## Instructions for the task:
Reproduce exactly, and only, the lines below from the one containing "pub fn is_empty_value(value: &str)" through the one containing "from its values".

(Stored items)
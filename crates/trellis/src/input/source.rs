//! The in-memory table: headers plus row-major string cells.

use serde::{Deserialize, Serialize};

/// Tabular data as edited in the grid view.
///
/// Cells are raw strings; the schema layer decides what they mean. An
/// empty or whitespace-only cell is the "no value" marker.
#[derive(Debug, Clone, PartialEq, Serialize, Deserialize)]
pub struct Table {
    /// Column headers.
    pub headers: Vec<String>,
    /// Row data as strings (row-major order).
    pub rows: Vec<Vec<String>>,
}

impl Table {
    /// Create a new table.
    pub fn new(headers: Vec<String>, rows: Vec<Vec<String>>) -> Self {
        Self { headers, rows }
    }

    /// Get the number of columns.
    pub fn column_count(&self) -> usize {
        self.headers.len()
    }

    /// Get the number of rows (excluding the header).
    pub fn row_count(&self) -> usize {
        self.rows.len()
    }

    /// Get a specific cell value.
    pub fn get(&self, row: usize, col: usize) -> Option<&str> {
        self.rows.get(row).and_then(|r| r.get(col).map(|s| s.as_str()))
    }

    /// Get all values for a column by index.
    ///
    /// Rows shorter than `index` yield the empty cell.
    pub fn column_values(&self, index: usize) -> impl Iterator<Item = &str> {
        self.rows
            .iter()
            .map(move |row| row.get(index).map(|s| s.as_str()).unwrap_or(""))
    }

    /// Whether a cell counts as empty (absent value).
    pub fn is_empty_value(value: &str) -> bool {
        value.trim().is_empty()
    }
}
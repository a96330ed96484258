//! Trellis: a data core for editing tabular data through synchronized views.
//!
//! Trellis owns three projections of one dataset: a table of raw string
//! cells, a typed column schema, and a JSON array-of-records document.
//! Every edit, whichever view it arrives from, is validated against the
//! schema before it is committed, and a committed edit rebuilds the other
//! views so the three never drift apart.
//!
//! # Core pieces
//!
//! - **Inference**: derive a column's type and statistics from its values
//! - **Validation**: check cells, whole columns, and JSON documents
//! - **Transform**: map tables to JSON records and back, grouping rows
//!   into array fields
//! - **Diff**: compare documents positionally for edit review
//! - **History**: linear undo/redo over committed cell edits
//!
//! # Example
//!
//! ```no_run
//! use trellis::input::Loader;
//!
//! let source = Loader::new().load_path("scores.csv").unwrap();
//! let mut session = source.into_session().unwrap();
//!
//! let normalized = session.update_cell(0, 1, "42").unwrap();
//! println!("committed {normalized}");
//! println!("{}", session.json_text());
//! ```

pub mod diff;
pub mod error;
pub mod history;
pub mod inference;
pub mod input;
pub mod json;
pub mod output;
pub mod schema;
pub mod transform;
pub mod validation;

mod trellis;

pub use crate::trellis::{Trellis, TrellisConfig};
pub use diff::{DiffResult, KeyMismatch, MismatchKind, diff_documents};
pub use error::{Result, TrellisError};
pub use history::{CellEdit, HistoryLog};
pub use inference::{infer_column, infer_schema};
pub use input::{LoadedSource, Loader, LoaderConfig, SourceFormat, Table};
pub use json::{JsonRecord, JsonValue};
pub use schema::{ColumnSchema, ColumnType, TableSchema};
pub use transform::{ArrayDisplay, records_to_table, table_to_records};
pub use validation::{
    ColumnValidationReport, JsonErrorKind, JsonValidationError, JsonValidationReport, RowError,
};
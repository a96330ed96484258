//! Table → JSON: collapsing row groups into records.

use crate::input::Table;
use crate::json::{JsonRecord, JsonValue};
use crate::schema::{ColumnSchema, ColumnType, TableSchema};
use crate::validation::{parse_bool, parse_float, parse_int};

/// Convert a table to its JSON record representation.
///
/// Rows partition into consecutive groups, each group becoming one record.
/// A new group starts at the first row and wherever the first column holds
/// a non-empty value; rows with an empty first column continue the current
/// group. Within a group, each column's non-empty values collect in row
/// order: zero values become `null`, one a scalar of the declared type,
/// several an array.
pub fn table_to_records(table: &Table, schema: &TableSchema) -> Vec<JsonRecord> {
    let mut records = Vec::new();
    let mut group: Vec<usize> = Vec::new();

    for row in 0..table.row_count() {
        let anchored = table
            .get(row, 0)
            .map(|cell| !Table::is_empty_value(cell))
            .unwrap_or(false);
        if anchored && !group.is_empty() {
            records.push(close_group(table, schema, &group));
            group.clear();
        }
        group.push(row);
    }
    if !group.is_empty() {
        records.push(close_group(table, schema, &group));
    }

    records
}

fn close_group(table: &Table, schema: &TableSchema, rows: &[usize]) -> JsonRecord {
    let mut record = JsonRecord::new();

    for (index, column) in schema.columns.iter().enumerate() {
        let collected: Vec<&str> = rows
            .iter()
            .filter_map(|&row| table.get(row, index))
            .filter(|cell| !Table::is_empty_value(cell))
            .collect();

        let value = match collected.as_slice() {
            [] => JsonValue::Null,
            [single] => convert_cell(single, column),
            many => JsonValue::Array(many.iter().map(|cell| convert_cell(cell, column)).collect()),
        };
        record.insert(column.name.clone(), value);
    }

    record
}

/// Convert one non-empty cell to a JSON value per the column's type.
///
/// A cell whose trimmed text starts with `{` or `[` is first tried as
/// embedded JSON (including the comma-joined object list `{...},{...}`);
/// on success the parsed structure is used verbatim. Cells that fail their
/// type-directed parse fall back to strings, so the transform itself never
/// fails.
fn convert_cell(raw: &str, column: &ColumnSchema) -> JsonValue {
    let trimmed = raw.trim();

    if trimmed.starts_with('{') || trimmed.starts_with('[') {
        if let Some(value) = parse_embedded_json(trimmed) {
            return value;
        }
    }

    match column.column_type {
        ColumnType::Int => parse_int(trimmed)
            .map(JsonValue::Int)
            .unwrap_or_else(|| JsonValue::String(raw.to_string())),
        ColumnType::Float => parse_float(trimmed)
            .map(JsonValue::Float)
            .unwrap_or_else(|| JsonValue::String(raw.to_string())),
        ColumnType::Bool => parse_bool(trimmed)
            .map(JsonValue::Bool)
            .unwrap_or_else(|| JsonValue::String(raw.to_string())),
        ColumnType::Date => JsonValue::String(trimmed.to_string()),
        ColumnType::String => JsonValue::String(raw.to_string()),
    }
}

fn parse_embedded_json(trimmed: &str) -> Option<JsonValue> {
    if let Ok(value) = serde_json::from_str::<serde_json::Value>(trimmed) {
        return Some(JsonValue::from_serde(&value));
    }

    // An inline object list that lost its surrounding brackets:
    // "{...},{...}" splits at each "},{" with the braces re-inserted.
    if trimmed.starts_with('{') && trimmed.ends_with('}') && trimmed.contains("},{") {
        let parts: Vec<&str> = trimmed.split("},{").collect();
        let last = parts.len() - 1;
        let mut items = Vec::with_capacity(parts.len());
        for (index, part) in parts.iter().enumerate() {
            let piece = format!(
                "{}{}{}",
                if index == 0 { "" } else { "{" },
                part,
                if index == last { "" } else { "}" },
            );
            match serde_json::from_str::<serde_json::Value>(&piece) {
                Ok(value @ serde_json::Value::Object(_)) => {
                    items.push(JsonValue::from_serde(&value));
                }
                _ => return None,
            }
        }
        return Some(JsonValue::Array(items));
    }

    None
}
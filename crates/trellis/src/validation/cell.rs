//! Single-cell validation and normalization.
//!
//! Every accepted mutation funnels through [`validate_cell`]: it checks a
//! raw cell against one column schema and returns the canonical string form
//! that the table stores (`True`/`False` for booleans, plain decimal for
//! numbers, `YYYY-MM-DD` for dates).

use chrono::{NaiveDate, NaiveDateTime};

use crate::error::{Result, TrellisError};
use crate::schema::{ColumnSchema, ColumnType};

/// Date formats accepted for parsing, in priority order.
const DATE_FORMATS: &[&str] = &[
    "%Y-%m-%d",
    "%Y/%m/%d",
    "%d/%m/%Y",
    "%m/%d/%Y",
    "%d-%m-%Y",
];

/// Datetime formats accepted and truncated to their date part.
const DATETIME_FORMATS: &[&str] = &["%Y-%m-%d %H:%M:%S", "%Y-%m-%dT%H:%M:%S"];

/// Parse a date or datetime string under the accepted formats.
pub(crate) fn parse_date(value: &str) -> Option<NaiveDate> {
    for format in DATE_FORMATS {
        if let Ok(date) = NaiveDate::parse_from_str(value, format) {
            return Some(date);
        }
    }
    for format in DATETIME_FORMATS {
        if let Ok(datetime) = NaiveDateTime::parse_from_str(value, format) {
            return Some(datetime.date());
        }
    }
    None
}

/// Parse a boolean literal, case-insensitive `true`/`false` only.
pub(crate) fn parse_bool(value: &str) -> Option<bool> {
    if value.eq_ignore_ascii_case("true") {
        Some(true)
    } else if value.eq_ignore_ascii_case("false") {
        Some(false)
    } else {
        None
    }
}

/// Parse an integer, invariant locale, no grouping separators.
pub(crate) fn parse_int(value: &str) -> Option<i64> {
    value.parse().ok()
}

/// Parse a finite float, invariant locale.
pub(crate) fn parse_float(value: &str) -> Option<f64> {
    value.parse().ok().filter(|f: &f64| f.is_finite())
}

/// Validate one raw cell against a column schema.
///
/// Returns the normalized value to store. The `row` index appears only in
/// error context.
pub fn validate_cell(column: &ColumnSchema, row: usize, raw: &str) -> Result<String> {
    let trimmed = raw.trim();

    if trimmed.is_empty() {
        if column.nullable {
            return Ok(String::new());
        }
        return Err(TrellisError::Nullability {
            row,
            column: column.name.clone(),
        });
    }

    match column.column_type {
        ColumnType::String => Ok(raw.to_string()),
        ColumnType::Int => {
            let value = parse_int(trimmed).ok_or_else(|| TrellisError::Parse {
                row,
                column: column.name.clone(),
                message: format!("'{trimmed}' is not a valid integer"),
            })?;
            check_range(column, row, value as f64)?;
            Ok(value.to_string())
        }
        ColumnType::Float => {
            let value = parse_float(trimmed).ok_or_else(|| TrellisError::Parse {
                row,
                column: column.name.clone(),
                message: format!("'{trimmed}' is not a valid number"),
            })?;
            check_range(column, row, value)?;
            Ok(value.to_string())
        }
        ColumnType::Bool => match parse_bool(trimmed) {
            Some(true) => Ok("True".to_string()),
            Some(false) => Ok("False".to_string()),
            None => Err(TrellisError::Parse {
                row,
                column: column.name.clone(),
                message: format!("'{trimmed}' is not a boolean (expected true or false)"),
            }),
        },
        ColumnType::Date => match parse_date(trimmed) {
            Some(date) => Ok(date.format("%Y-%m-%d").to_string()),
            None => Err(TrellisError::Parse {
                row,
                column: column.name.clone(),
                message: format!("'{trimmed}' is not a recognized date"),
            }),
        },
    }
}

/// Check configured bounds; the message names exactly the bounds that are set.
fn check_range(column: &ColumnSchema, row: usize, value: f64) -> Result<()> {
    let below = column.min.is_some_and(|min| value < min);
    let above = column.max.is_some_and(|max| value > max);
    if !below && !above {
        return Ok(());
    }

    let message = match (column.min, column.max) {
        (Some(min), Some(max)) => format!("value {value} must be between {min} and {max}"),
        (Some(min), None) => format!("value {value} must be at least {min}"),
        (None, Some(max)) => format!("value {value} must be at most {max}"),
        (None, None) => return Ok(()),
    };

    Err(TrellisError::Range {
        row,
        column: column.name.clone(),
        message,
    })
}
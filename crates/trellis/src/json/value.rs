//! Tagged JSON value model.
//!
//! The document side of the core uses an explicit enum rather than a
//! dynamically typed value so that every conversion site matches
//! exhaustively and round trips stay faithful: `Int(123)` and
//! `String("123")` are different values, as are `Int(1)` and `Float(1.0)`.

use indexmap::IndexMap;

/// One record of the JSON document: an insertion-ordered name→value map.
pub type JsonRecord = IndexMap<String, JsonValue>;

/// A JSON value.
#[derive(Debug, Clone, PartialEq)]
pub enum JsonValue {
    Null,
    Bool(bool),
    Int(i64),
    Float(f64),
    String(String),
    Array(Vec<JsonValue>),
    Object(IndexMap<String, JsonValue>),
}

impl JsonValue {
    /// Short name of the value's kind, for error messages.
    pub fn type_name(&self) -> &'static str {
        match self {
            JsonValue::Null => "null",
            JsonValue::Bool(_) => "bool",
            JsonValue::Int(_) => "int",
            JsonValue::Float(_) => "float",
            JsonValue::String(_) => "string",
            JsonValue::Array(_) => "array",
            JsonValue::Object(_) => "object",
        }
    }

    pub fn is_null(&self) -> bool {
        matches!(self, JsonValue::Null)
    }

    pub fn as_array(&self) -> Option<&[JsonValue]> {
        match self {
            JsonValue::Array(items) => Some(items),
            _ => None,
        }
    }

    pub fn as_str(&self) -> Option<&str> {
        match self {
            JsonValue::String(s) => Some(s),
            _ => None,
        }
    }

    /// Render the value as a single table cell.
    ///
    /// Scalars use their canonical cell form (`True`/`False` for booleans,
    /// plain decimal for numbers, the bare text for strings); null becomes
    /// the empty cell; arrays and objects serialize to compact JSON text.
    pub fn to_cell_string(&self) -> String {
        match self {
            JsonValue::Null => String::new(),
            JsonValue::Bool(true) => "True".to_string(),
            JsonValue::Bool(false) => "False".to_string(),
            JsonValue::Int(n) => n.to_string(),
            JsonValue::Float(f) => f.to_string(),
            JsonValue::String(s) => s.clone(),
            JsonValue::Array(_) | JsonValue::Object(_) => {
                serde_json::to_string(&self.to_serde()).unwrap_or_default()
            }
        }
    }

    /// Convert to a `serde_json::Value` for serialization.
    pub fn to_serde(&self) -> serde_json::Value {
        match self {
            JsonValue::Null => serde_json::Value::Null,
            JsonValue::Bool(b) => serde_json::Value::Bool(*b),
            JsonValue::Int(n) => serde_json::Value::Number((*n).into()),
            JsonValue::Float(f) => serde_json::Number::from_f64(*f)
                .map(serde_json::Value::Number)
                .unwrap_or(serde_json::Value::Null),
            JsonValue::String(s) => serde_json::Value::String(s.clone()),
            JsonValue::Array(items) => {
                serde_json::Value::Array(items.iter().map(JsonValue::to_serde).collect())
            }
            JsonValue::Object(map) => serde_json::Value::Object(
                map.iter()
                    .map(|(k, v)| (k.clone(), v.to_serde()))
                    .collect(),
            ),
        }
    }

    /// Convert from a parsed `serde_json::Value`.
    ///
    /// Whole numbers that fit an `i64` become `Int`; everything else
    /// numeric becomes `Float`.
    pub fn from_serde(value: &serde_json::Value) -> JsonValue {
        match value {
            serde_json::Value::Null => JsonValue::Null,
            serde_json::Value::Bool(b) => JsonValue::Bool(*b),
            serde_json::Value::Number(n) => {
                if let Some(i) = n.as_i64() {
                    JsonValue::Int(i)
                } else {
                    JsonValue::Float(n.as_f64().unwrap_or(0.0))
                }
            }
            serde_json::Value::String(s) => JsonValue::String(s.clone()),
            serde_json::Value::Array(items) => {
                JsonValue::Array(items.iter().map(JsonValue::from_serde).collect())
            }
            serde_json::Value::Object(map) => JsonValue::Object(
                map.iter()
                    .map(|(k, v)| (k.clone(), JsonValue::from_serde(v)))
                    .collect(),
            ),
        }
    }
}
//! Serializing tables back to delimited text or JSON.

use std::fs;
use std::path::Path;

use crate::error::{Result, TrellisError};
use crate::input::Table;
use crate::json::document_to_text;
use crate::schema::TableSchema;
use crate::transform::table_to_records;

/// Render a table as delimited text.
///
/// Fields are quoted only when they contain the delimiter, a quote, or a
/// newline; embedded quotes are doubled.
pub fn csv_string(table: &Table, delimiter: u8) -> Result<String> {
    let mut buffer = Vec::new();
    let mut writer = csv::WriterBuilder::new()
        .delimiter(delimiter)
        .quote_style(csv::QuoteStyle::Necessary)
        .from_writer(&mut buffer);

    writer.write_record(&table.headers)?;
    for row in &table.rows {
        writer.write_record(row)?;
    }
    writer.flush().map_err(csv::Error::from)?;
    drop(writer);

    Ok(String::from_utf8_lossy(&buffer).into_owned())
}

/// Render a table as a JSON document via row grouping.
pub fn json_string(table: &Table, schema: &TableSchema, pretty: bool) -> String {
    let records = table_to_records(table, schema);
    document_to_text(&records, pretty)
}

/// Write a table to a delimited file.
pub fn write_csv_file(table: &Table, path: impl AsRef<Path>, delimiter: u8) -> Result<()> {
    let path = path.as_ref();
    let text = csv_string(table, delimiter)?;
    fs::write(path, text).map_err(|e| TrellisError::Io {
        path: path.to_path_buf(),
        source: e,
    })
}

/// Write a table to a JSON file.
pub fn write_json_file(
    table: &Table,
    schema: &TableSchema,
    path: impl AsRef<Path>,
    pretty: bool,
) -> Result<()> {
    let path = path.as_ref();
    let text = json_string(table, schema, pretty);
    fs::write(path, text).map_err(|e| TrellisError::Io {
        path: path.to_path_buf(),
        source: e,
    })
}

/// Write a table to a file, picking the format from its extension.
pub fn write_file(table: &Table, schema: &TableSchema, path: impl AsRef<Path>) -> Result<()> {
    let path = path.as_ref();
    let extension = path
        .extension()
        .and_then(|e| e.to_str())
        .map(|e| e.to_ascii_lowercase());

    match extension.as_deref() {
        Some("json") => write_json_file(table, schema, path, true),
        Some("csv" | "txt") => write_csv_file(table, path, b','),
        Some("tsv") => write_csv_file(table, path, b'\t'),
        Some("psv") => write_csv_file(table, path, b'|'),
        other => Err(TrellisError::UnsupportedFormat(format!(
            "cannot save to '{}' files",
            other.unwrap_or("<none>")
        ))),
    }
}
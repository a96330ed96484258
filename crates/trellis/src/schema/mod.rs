//! Schema types describing the logical shape of a table.

mod column;
mod table;
mod types;

pub use column::{ColumnSchema, MAX_SAMPLE_VALUES};
pub use table::TableSchema;
pub use types::ColumnType;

## Task output:
    pub fn is_empty_value(value: &str) -> bool {
        value.trim().is_empty()
    }
}
repository a96330ed96484258
//! Trellis: a data core for editing tabular data through synchronized views.
//!
//! Trellis owns three projections of one dataset: a table of raw string
//! cells, a typed column schema, and a JSON array-of-records document.
//! Every edit, whichever view it arrives from, is validated against the
//! schema before it is committed, and a committed edit rebuilds the other
//! views so the three never drift apart.
//!
//! # Core pieces
//!
//! - **Inference**: derive a column's type and statistics from its values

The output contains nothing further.